The Handmade Flour Tortillas Taking Over Brooklyn | Secret’s Out | NYT Cooking
Why It Matters
Border Town’s shift to a fixed location illustrates how authentic, specialty food concepts can leverage community support and regulatory navigation to secure a foothold in a saturated market, reshaping Brooklyn’s culinary landscape.
Key Takeaways
- •Border Town moves from pop‑up to brick‑and‑mortar in Brooklyn.
- •Hand‑made Sonoran flour tortillas drive high demand and sell‑outs.
- •Founder Jorge sources flour across the US‑Mexico border for authenticity.

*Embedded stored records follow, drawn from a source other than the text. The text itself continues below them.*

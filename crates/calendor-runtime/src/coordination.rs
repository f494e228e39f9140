use crate::dispatch::{agents, TaskDispatcher};
use calendor_core::{
    AgentStatusRecord, AgentTask, CalendorError, CalendorResult, CoordinationRecord, TaskState,
    WorkflowKind, WorkflowState,
};
use calendor_store::Datastore;
use chrono::Utc;
use serde::Serialize;
use serde_json::{json, Value};
use std::collections::BTreeMap;

/// Snapshot of one workflow: its record plus the live state of the agents
/// involved and the tasks created since it started.
#[derive(Debug, Clone, Serialize)]
pub struct WorkflowStatus {
    pub record: CoordinationRecord,
    pub agents: Vec<AgentStatusRecord>,
    pub tasks: Vec<AgentTask>,
}

/// Per-agent slice of the fleet metrics.
#[derive(Debug, Clone, Default, Serialize)]
pub struct AgentMetrics {
    pub total: usize,
    pub pending: usize,
    pub processing: usize,
    pub completed: usize,
    pub failed: usize,
}

impl AgentMetrics {
    /// Share of terminal tasks that completed, as a percentage.
    pub fn success_rate(&self) -> f64 {
        let terminal = self.completed + self.failed;
        if terminal == 0 {
            return 0.0;
        }
        self.completed as f64 / terminal as f64 * 100.0
    }
}

/// Aggregate view over the whole task audit log.
#[derive(Debug, Clone, Serialize)]
pub struct FleetMetrics {
    pub total_tasks: usize,
    pub per_agent: BTreeMap<String, AgentMetrics>,
}

/// Derive fleet metrics from the task audit log.
pub async fn fleet_metrics(store: &Datastore) -> CalendorResult<FleetMetrics> {
    let tasks = store.all_tasks().await?;
    let mut per_agent: BTreeMap<String, AgentMetrics> = BTreeMap::new();
    for task in &tasks {
        let entry = per_agent.entry(task.agent_id.clone()).or_default();
        entry.total += 1;
        match task.state {
            TaskState::Pending => entry.pending += 1,
            TaskState::Processing => entry.processing += 1,
            TaskState::Completed => entry.completed += 1,
            TaskState::Failed => entry.failed += 1,
        }
    }
    Ok(FleetMetrics {
        total_tasks: tasks.len(),
        per_agent,
    })
}

/// Starts multi-agent workflows and tracks them through the store.
///
/// Initiating a workflow writes a coordination record and seeds the first
/// tasks; everything after that flows through the task queue. The record
/// itself stays write-once except for the closing transition.
#[derive(Clone)]
pub struct CoordinationLedger {
    store: Datastore,
    dispatcher: TaskDispatcher,
}

impl CoordinationLedger {
    pub fn new(store: Datastore) -> Self {
        let dispatcher = TaskDispatcher::new(store.clone());
        Self { store, dispatcher }
    }

    /// Start a workflow for a user: write its record, seed its tasks, and
    /// return the coordination id.
    pub async fn initiate(&self, workflow: WorkflowKind, user_id: &str) -> CalendorResult<String> {
        let record = CoordinationRecord::new(user_id, workflow)
            .with_agents(Self::involved_agents(workflow));
        self.store.insert_coordination(&record).await?;
        self.seed_tasks(workflow, user_id).await?;
        tracing::info!(
            coordination_id = %record.coordination_id,
            workflow = %workflow,
            user_id,
            "workflow initiated"
        );
        Ok(record.coordination_id)
    }

    fn involved_agents(workflow: WorkflowKind) -> Vec<String> {
        let ids: &[&str] = match workflow {
            WorkflowKind::MailProcessing => &[agents::MAILBOX, agents::AGGREGATOR],
            WorkflowKind::ScheduleOptimization => &[agents::CALENDAR, agents::COORDINATOR],
            WorkflowKind::ConflictResolution => &[agents::CALENDAR],
        };
        ids.iter().map(ToString::to_string).collect()
    }

    async fn seed_tasks(&self, workflow: WorkflowKind, user_id: &str) -> CalendorResult<()> {
        match workflow {
            WorkflowKind::MailProcessing => {
                let fetch = AgentTask::new(
                    agents::MAILBOX,
                    "fetch_mail",
                    json!({ "user_id": user_id, "max_results": 20 }),
                )
                .with_priority(5);
                let fetch_id = fetch.task_id;
                self.dispatcher.dispatch(fetch).await?;
                self.dispatcher
                    .dispatch(
                        AgentTask::new(
                            agents::AGGREGATOR,
                            "aggregate_mail_data",
                            json!({ "user_id": user_id }),
                        )
                        .with_priority(4)
                        .with_dependencies(vec![fetch_id]),
                    )
                    .await?;
            }
            WorkflowKind::ScheduleOptimization => {
                self.dispatcher
                    .dispatch(
                        AgentTask::new(
                            agents::CALENDAR,
                            "fetch_calendar_data",
                            json!({ "user_id": user_id, "days_ahead": 30 }),
                        )
                        .with_priority(4),
                    )
                    .await?;
            }
            WorkflowKind::ConflictResolution => {
                let fetch = AgentTask::new(
                    agents::CALENDAR,
                    "fetch_calendar_data",
                    json!({ "user_id": user_id, "days_ahead": 7 }),
                )
                .with_priority(5);
                let fetch_id = fetch.task_id;
                self.dispatcher.dispatch(fetch).await?;
                self.dispatcher
                    .dispatch(
                        AgentTask::new(
                            agents::CALENDAR,
                            "detect_conflicts",
                            json!({ "user_id": user_id, "days_ahead": 7 }),
                        )
                        .with_priority(5)
                        .with_dependencies(vec![fetch_id]),
                    )
                    .await?;
            }
        }
        Ok(())
    }

    /// Current state of a workflow: record, involved-agent statuses, and
    /// all tasks addressed to those agents since it started.
    pub async fn status(&self, coordination_id: &str) -> CalendorResult<WorkflowStatus> {
        let record = self
            .store
            .get_coordination(coordination_id)
            .await?
            .ok_or_else(|| {
                CalendorError::Coordination(format!("unknown coordination: {coordination_id}"))
            })?;

        let mut statuses = Vec::new();
        for agent_id in &record.involved_agents {
            if let Some(status) = self.store.get_status(agent_id).await? {
                statuses.push(status);
            }
        }
        let tasks = self
            .store
            .tasks_since(&record.involved_agents, record.created_at)
            .await?;

        Ok(WorkflowStatus {
            record,
            agents: statuses,
            tasks,
        })
    }

    /// Close a workflow as completed, attaching its result document.
    pub async fn complete(&self, coordination_id: &str, result: Value) -> CalendorResult<()> {
        self.close(coordination_id, WorkflowState::Completed, result)
            .await
    }

    /// Close a workflow as failed, recording the failure reason.
    pub async fn fail(&self, coordination_id: &str, reason: &str) -> CalendorResult<()> {
        self.close(
            coordination_id,
            WorkflowState::Failed,
            json!({ "error": reason }),
        )
        .await
    }

    async fn close(
        &self,
        coordination_id: &str,
        state: WorkflowState,
        result: Value,
    ) -> CalendorResult<()> {
        let patch = json!({
            "state": state,
            "completed_at": Utc::now(),
            "result": result,
        });
        if !self.store.patch_coordination(coordination_id, patch).await? {
            return Err(CalendorError::Coordination(format!(
                "unknown coordination: {coordination_id}"
            )));
        }
        Ok(())
    }
}

#[cfg(test)]
mod tests {
    use super::*;
    use calendor_store::MemoryStore;
    use std::sync::Arc;

    fn ledger() -> (Datastore, CoordinationLedger) {
        let store = Datastore::new(Arc::new(MemoryStore::new()));
        let ledger = CoordinationLedger::new(store.clone());
        (store, ledger)
    }

    #[tokio::test]
    async fn test_mail_processing_seeds_gated_aggregate() {
        let (store, ledger) = ledger();
        let id = ledger
            .initiate(WorkflowKind::MailProcessing, "u1")
            .await
            .unwrap();
        assert!(id.starts_with("coord_u1_"));

        let fetch = &store.pending_tasks(agents::MAILBOX).await.unwrap()[0];
        assert_eq!(fetch.task_type, "fetch_mail");
        assert_eq!(fetch.priority, 5);

        let aggregate = &store.pending_tasks(agents::AGGREGATOR).await.unwrap()[0];
        assert_eq!(aggregate.task_type, "aggregate_mail_data");
        assert_eq!(aggregate.priority, 4);
        assert_eq!(aggregate.dependencies, vec![fetch.task_id]);
    }

    #[tokio::test]
    async fn test_conflict_resolution_uses_short_horizon() {
        let (store, ledger) = ledger();
        ledger
            .initiate(WorkflowKind::ConflictResolution, "u1")
            .await
            .unwrap();

        let tasks = store.pending_tasks(agents::CALENDAR).await.unwrap();
        assert_eq!(tasks.len(), 2);
        let fetch = tasks.iter().find(|t| t.task_type == "fetch_calendar_data").unwrap();
        let detect = tasks.iter().find(|t| t.task_type == "detect_conflicts").unwrap();
        assert_eq!(fetch.input["days_ahead"], 7);
        assert_eq!(detect.dependencies, vec![fetch.task_id]);
    }

    #[tokio::test]
    async fn test_status_includes_seeded_tasks() {
        let (_, ledger) = ledger();
        let id = ledger
            .initiate(WorkflowKind::ScheduleOptimization, "u1")
            .await
            .unwrap();
        let status = ledger.status(&id).await.unwrap();
        assert_eq!(status.record.workflow, WorkflowKind::ScheduleOptimization);
        assert_eq!(status.tasks.len(), 1);
        assert_eq!(status.tasks[0].task_type, "fetch_calendar_data");
    }

    #[tokio::test]
    async fn test_complete_closes_record() {
        let (_, ledger) = ledger();
        let id = ledger
            .initiate(WorkflowKind::MailProcessing, "u1")
            .await
            .unwrap();
        ledger.complete(&id, json!({"drafts": 2})).await.unwrap();

        let status = ledger.status(&id).await.unwrap();
        assert_eq!(status.record.state, WorkflowState::Completed);
        assert!(status.record.completed_at.is_some());
        assert_eq!(status.record.result, Some(json!({"drafts": 2})));
    }

    #[tokio::test]
    async fn test_unknown_coordination_id_fails() {
        let (_, ledger) = ledger();
        assert!(ledger.status("coord_missing").await.is_err());
        assert!(ledger.fail("coord_missing", "nope").await.is_err());
    }

    #[tokio::test]
    async fn test_fleet_metrics_counts_by_state() {
        let (store, ledger) = ledger();
        ledger
            .initiate(WorkflowKind::MailProcessing, "u1")
            .await
            .unwrap();

        let metrics = fleet_metrics(&store).await.unwrap();
        assert_eq!(metrics.total_tasks, 2);
        assert_eq!(metrics.per_agent[agents::MAILBOX].pending, 1);
        assert_eq!(metrics.per_agent[agents::AGGREGATOR].pending, 1);
        assert_eq!(metrics.per_agent[agents::MAILBOX].success_rate(), 0.0);
    }
}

- •Community signatures and licensing hurdles shape the restaurant’s opening timeline.
- •Front‑of‑house tortilla station emphasizes transparency and brand identity.
Summary
The New York Times Cooking segment follows Border Town, a Brooklyn‑based pop‑up that has built a cult following around its handmade Sonoran‑style flour tortillas. After two years of sidewalk sales and alley‑side service, owner‑chef Jorge Aguilar and his backer Ben are preparing to open a permanent storefront on Nassau and Humboldt, marking the transition from transient stalls to a brick‑and‑mortar taqueria. The video highlights the business’s rapid growth: selling roughly 560 tacos in a single day, consistently selling out batches of tortillas, and rallying community members to sign liquor‑license petitions. It also reveals operational challenges—three months of rent already paid, construction delays due to building violations, and the need to meet fire‑code distance requirements for a front‑of‑house tortilla station. Fans and staff pepper the narrative with vivid praise—“The tortillas are incredible,” and “I’ve literally had dreams about their tacos.” Jorge explains his tortilla formula—flour, fat, salt, water, and intuition—while noting that the flour is shipped from his mother’s kitchen in Mexicali, underscoring the cross‑border authenticity that fuels the brand’s appeal. The move to a permanent space signals a broader trend: hyper‑local, authentic Mexican concepts can thrive in competitive New York markets when they combine product excellence with community engagement. Successful licensing and a visible tortilla‑making station could set a template for other niche eateries seeking to translate pop‑up buzz into sustainable restaurant operations.